(Saved entries)
•••••
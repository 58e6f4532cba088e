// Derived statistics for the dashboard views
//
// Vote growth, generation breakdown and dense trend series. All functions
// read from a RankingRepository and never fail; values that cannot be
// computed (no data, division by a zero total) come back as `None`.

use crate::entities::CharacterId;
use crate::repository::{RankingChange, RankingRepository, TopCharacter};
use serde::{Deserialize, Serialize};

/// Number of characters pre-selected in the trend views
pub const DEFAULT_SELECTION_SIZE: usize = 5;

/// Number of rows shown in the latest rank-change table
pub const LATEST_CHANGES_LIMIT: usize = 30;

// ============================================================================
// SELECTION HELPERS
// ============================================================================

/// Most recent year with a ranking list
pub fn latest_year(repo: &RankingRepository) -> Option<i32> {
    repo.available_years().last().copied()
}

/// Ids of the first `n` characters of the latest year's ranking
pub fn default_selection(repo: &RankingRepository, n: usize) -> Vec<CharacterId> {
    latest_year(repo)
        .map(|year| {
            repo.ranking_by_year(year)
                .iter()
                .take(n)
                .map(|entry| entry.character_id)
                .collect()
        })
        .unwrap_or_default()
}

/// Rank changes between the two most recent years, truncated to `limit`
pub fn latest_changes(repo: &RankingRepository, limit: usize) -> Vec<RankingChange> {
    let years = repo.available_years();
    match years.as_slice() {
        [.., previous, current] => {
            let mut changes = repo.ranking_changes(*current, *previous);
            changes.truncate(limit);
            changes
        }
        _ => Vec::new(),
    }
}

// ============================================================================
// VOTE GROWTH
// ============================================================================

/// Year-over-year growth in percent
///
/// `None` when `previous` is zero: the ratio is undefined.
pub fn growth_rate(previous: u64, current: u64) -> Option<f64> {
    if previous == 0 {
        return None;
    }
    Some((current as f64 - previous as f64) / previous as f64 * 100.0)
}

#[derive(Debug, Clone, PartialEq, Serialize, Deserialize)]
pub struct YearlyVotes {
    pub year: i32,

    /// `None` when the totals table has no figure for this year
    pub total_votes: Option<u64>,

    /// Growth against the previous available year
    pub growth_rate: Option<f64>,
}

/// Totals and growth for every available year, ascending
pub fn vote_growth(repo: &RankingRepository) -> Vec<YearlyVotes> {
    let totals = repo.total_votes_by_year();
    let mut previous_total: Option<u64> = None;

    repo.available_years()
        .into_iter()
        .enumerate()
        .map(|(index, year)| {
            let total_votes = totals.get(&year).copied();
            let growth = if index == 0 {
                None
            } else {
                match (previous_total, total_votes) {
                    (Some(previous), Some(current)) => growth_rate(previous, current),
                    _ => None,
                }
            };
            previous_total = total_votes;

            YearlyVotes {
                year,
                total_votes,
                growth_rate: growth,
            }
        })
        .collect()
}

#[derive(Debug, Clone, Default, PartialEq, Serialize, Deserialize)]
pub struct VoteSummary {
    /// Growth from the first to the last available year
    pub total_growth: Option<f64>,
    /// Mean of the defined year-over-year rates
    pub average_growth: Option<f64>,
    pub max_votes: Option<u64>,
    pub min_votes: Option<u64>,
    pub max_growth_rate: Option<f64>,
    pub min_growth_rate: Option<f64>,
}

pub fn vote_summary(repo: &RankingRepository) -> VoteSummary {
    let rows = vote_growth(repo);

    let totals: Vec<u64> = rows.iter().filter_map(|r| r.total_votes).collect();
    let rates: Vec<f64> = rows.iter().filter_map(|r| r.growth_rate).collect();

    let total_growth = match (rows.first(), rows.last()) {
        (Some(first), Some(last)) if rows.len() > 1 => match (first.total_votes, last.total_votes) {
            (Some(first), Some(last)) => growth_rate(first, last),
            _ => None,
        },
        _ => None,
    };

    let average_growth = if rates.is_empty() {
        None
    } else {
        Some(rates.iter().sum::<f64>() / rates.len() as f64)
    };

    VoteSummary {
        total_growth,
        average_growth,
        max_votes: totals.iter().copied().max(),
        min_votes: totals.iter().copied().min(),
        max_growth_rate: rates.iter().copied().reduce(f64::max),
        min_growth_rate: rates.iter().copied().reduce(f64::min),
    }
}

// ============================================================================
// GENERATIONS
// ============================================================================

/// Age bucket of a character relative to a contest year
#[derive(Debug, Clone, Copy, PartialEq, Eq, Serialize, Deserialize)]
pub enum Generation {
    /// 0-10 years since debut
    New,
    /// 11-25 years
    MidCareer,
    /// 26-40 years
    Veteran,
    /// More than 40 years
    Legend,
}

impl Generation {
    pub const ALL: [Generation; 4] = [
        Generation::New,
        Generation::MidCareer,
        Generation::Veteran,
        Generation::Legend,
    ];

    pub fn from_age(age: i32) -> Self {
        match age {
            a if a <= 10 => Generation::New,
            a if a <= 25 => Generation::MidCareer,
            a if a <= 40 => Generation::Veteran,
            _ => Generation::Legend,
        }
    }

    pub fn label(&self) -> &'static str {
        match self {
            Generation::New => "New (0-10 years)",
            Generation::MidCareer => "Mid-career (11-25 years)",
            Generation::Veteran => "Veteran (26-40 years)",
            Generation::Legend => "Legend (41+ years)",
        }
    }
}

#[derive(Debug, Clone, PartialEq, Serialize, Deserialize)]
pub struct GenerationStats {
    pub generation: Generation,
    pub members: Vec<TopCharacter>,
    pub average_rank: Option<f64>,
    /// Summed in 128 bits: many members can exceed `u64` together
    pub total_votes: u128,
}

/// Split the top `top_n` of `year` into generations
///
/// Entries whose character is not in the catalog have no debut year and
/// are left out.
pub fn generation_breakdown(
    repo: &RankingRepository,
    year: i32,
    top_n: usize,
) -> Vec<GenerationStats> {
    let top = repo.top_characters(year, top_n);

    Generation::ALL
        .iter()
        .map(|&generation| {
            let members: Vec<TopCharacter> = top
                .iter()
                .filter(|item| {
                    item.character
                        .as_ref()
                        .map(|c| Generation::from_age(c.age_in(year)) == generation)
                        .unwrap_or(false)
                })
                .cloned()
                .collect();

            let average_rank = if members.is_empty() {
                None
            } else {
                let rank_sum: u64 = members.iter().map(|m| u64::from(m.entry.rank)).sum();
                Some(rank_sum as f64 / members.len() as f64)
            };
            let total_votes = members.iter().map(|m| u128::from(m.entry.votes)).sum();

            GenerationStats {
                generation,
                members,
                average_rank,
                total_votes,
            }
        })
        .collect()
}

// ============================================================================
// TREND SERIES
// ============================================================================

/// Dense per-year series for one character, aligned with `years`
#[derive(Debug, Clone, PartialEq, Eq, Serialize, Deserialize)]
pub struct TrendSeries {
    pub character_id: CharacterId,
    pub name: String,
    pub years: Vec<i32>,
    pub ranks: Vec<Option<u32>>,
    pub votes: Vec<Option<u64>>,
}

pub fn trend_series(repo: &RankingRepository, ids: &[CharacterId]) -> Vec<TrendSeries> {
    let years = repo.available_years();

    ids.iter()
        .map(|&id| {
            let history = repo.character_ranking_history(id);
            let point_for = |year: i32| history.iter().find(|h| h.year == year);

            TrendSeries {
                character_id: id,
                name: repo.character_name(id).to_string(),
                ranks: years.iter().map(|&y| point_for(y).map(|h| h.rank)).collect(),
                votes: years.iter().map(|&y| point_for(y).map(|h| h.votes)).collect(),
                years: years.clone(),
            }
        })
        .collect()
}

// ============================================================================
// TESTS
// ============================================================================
•••••
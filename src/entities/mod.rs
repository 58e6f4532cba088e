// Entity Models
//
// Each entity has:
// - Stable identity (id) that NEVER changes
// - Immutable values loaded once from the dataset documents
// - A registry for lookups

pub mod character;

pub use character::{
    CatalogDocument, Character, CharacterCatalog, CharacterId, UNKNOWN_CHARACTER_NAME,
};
•••••
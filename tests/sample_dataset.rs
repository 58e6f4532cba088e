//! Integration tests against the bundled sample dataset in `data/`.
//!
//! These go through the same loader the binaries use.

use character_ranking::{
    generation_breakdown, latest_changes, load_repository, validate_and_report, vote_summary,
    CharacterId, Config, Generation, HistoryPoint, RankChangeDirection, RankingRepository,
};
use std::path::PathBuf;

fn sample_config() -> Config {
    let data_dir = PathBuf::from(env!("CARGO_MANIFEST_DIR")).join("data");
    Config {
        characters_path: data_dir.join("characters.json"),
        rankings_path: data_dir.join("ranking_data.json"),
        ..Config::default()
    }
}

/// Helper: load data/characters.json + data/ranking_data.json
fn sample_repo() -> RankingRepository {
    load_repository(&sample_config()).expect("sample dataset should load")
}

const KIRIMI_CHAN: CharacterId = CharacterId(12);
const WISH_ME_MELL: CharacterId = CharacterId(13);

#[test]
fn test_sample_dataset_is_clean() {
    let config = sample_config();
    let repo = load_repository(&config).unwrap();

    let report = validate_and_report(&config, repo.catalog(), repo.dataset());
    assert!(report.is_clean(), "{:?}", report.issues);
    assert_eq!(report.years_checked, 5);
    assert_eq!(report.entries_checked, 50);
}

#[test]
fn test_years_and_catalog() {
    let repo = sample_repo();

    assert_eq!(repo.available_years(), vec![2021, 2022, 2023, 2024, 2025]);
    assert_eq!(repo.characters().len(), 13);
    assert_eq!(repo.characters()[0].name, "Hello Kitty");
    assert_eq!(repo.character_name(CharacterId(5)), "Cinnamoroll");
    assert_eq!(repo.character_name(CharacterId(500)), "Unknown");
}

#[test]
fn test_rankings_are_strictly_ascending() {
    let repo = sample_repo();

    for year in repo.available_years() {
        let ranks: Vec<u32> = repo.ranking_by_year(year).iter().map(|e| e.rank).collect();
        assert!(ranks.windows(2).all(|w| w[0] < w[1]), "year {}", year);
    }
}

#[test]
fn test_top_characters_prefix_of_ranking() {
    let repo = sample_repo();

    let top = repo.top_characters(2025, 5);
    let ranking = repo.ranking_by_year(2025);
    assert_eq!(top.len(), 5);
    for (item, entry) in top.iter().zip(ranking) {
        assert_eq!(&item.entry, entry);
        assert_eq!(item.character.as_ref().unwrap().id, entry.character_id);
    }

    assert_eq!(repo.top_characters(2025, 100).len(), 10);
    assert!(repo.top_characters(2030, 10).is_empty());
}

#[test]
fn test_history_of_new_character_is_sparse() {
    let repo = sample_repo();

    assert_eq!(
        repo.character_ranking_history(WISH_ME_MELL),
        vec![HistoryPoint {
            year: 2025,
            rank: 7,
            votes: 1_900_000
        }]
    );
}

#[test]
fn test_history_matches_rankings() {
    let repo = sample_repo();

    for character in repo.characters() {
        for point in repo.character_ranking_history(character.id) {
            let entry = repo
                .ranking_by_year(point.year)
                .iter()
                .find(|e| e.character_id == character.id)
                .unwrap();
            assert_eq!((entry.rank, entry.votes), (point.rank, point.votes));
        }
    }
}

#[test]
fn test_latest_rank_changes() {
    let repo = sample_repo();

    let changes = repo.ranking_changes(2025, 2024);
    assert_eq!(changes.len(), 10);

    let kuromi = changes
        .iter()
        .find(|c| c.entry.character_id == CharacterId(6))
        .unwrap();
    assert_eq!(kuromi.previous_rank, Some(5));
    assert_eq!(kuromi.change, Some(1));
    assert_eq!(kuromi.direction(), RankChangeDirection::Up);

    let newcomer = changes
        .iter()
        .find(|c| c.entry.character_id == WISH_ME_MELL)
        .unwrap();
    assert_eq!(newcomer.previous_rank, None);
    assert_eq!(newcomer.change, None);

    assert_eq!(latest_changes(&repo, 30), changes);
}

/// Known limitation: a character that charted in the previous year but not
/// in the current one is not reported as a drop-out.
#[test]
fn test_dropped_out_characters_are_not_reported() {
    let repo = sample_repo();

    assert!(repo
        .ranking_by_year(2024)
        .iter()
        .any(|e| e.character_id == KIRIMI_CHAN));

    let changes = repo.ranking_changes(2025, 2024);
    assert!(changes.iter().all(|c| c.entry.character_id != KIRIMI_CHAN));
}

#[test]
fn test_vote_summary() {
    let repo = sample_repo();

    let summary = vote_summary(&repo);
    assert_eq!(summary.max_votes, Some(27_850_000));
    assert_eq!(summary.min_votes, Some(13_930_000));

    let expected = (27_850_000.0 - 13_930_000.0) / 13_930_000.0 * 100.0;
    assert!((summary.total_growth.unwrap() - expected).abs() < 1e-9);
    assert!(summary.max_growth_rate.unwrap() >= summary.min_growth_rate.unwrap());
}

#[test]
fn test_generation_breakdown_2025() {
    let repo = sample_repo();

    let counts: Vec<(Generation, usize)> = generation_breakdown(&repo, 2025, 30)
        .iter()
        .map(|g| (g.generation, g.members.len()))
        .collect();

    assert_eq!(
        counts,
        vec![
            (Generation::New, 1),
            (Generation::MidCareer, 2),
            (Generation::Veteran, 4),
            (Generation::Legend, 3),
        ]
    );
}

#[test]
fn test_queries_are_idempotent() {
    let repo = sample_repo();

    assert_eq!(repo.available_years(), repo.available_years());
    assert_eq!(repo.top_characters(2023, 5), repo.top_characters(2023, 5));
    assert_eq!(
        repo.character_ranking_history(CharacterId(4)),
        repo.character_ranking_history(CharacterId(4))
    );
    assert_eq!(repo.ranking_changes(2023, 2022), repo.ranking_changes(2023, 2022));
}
•••••
> **Task brief**: Please give the number of lines in the data above that hold "filename", and write nothing else.

> **Solution to the exercise**: 2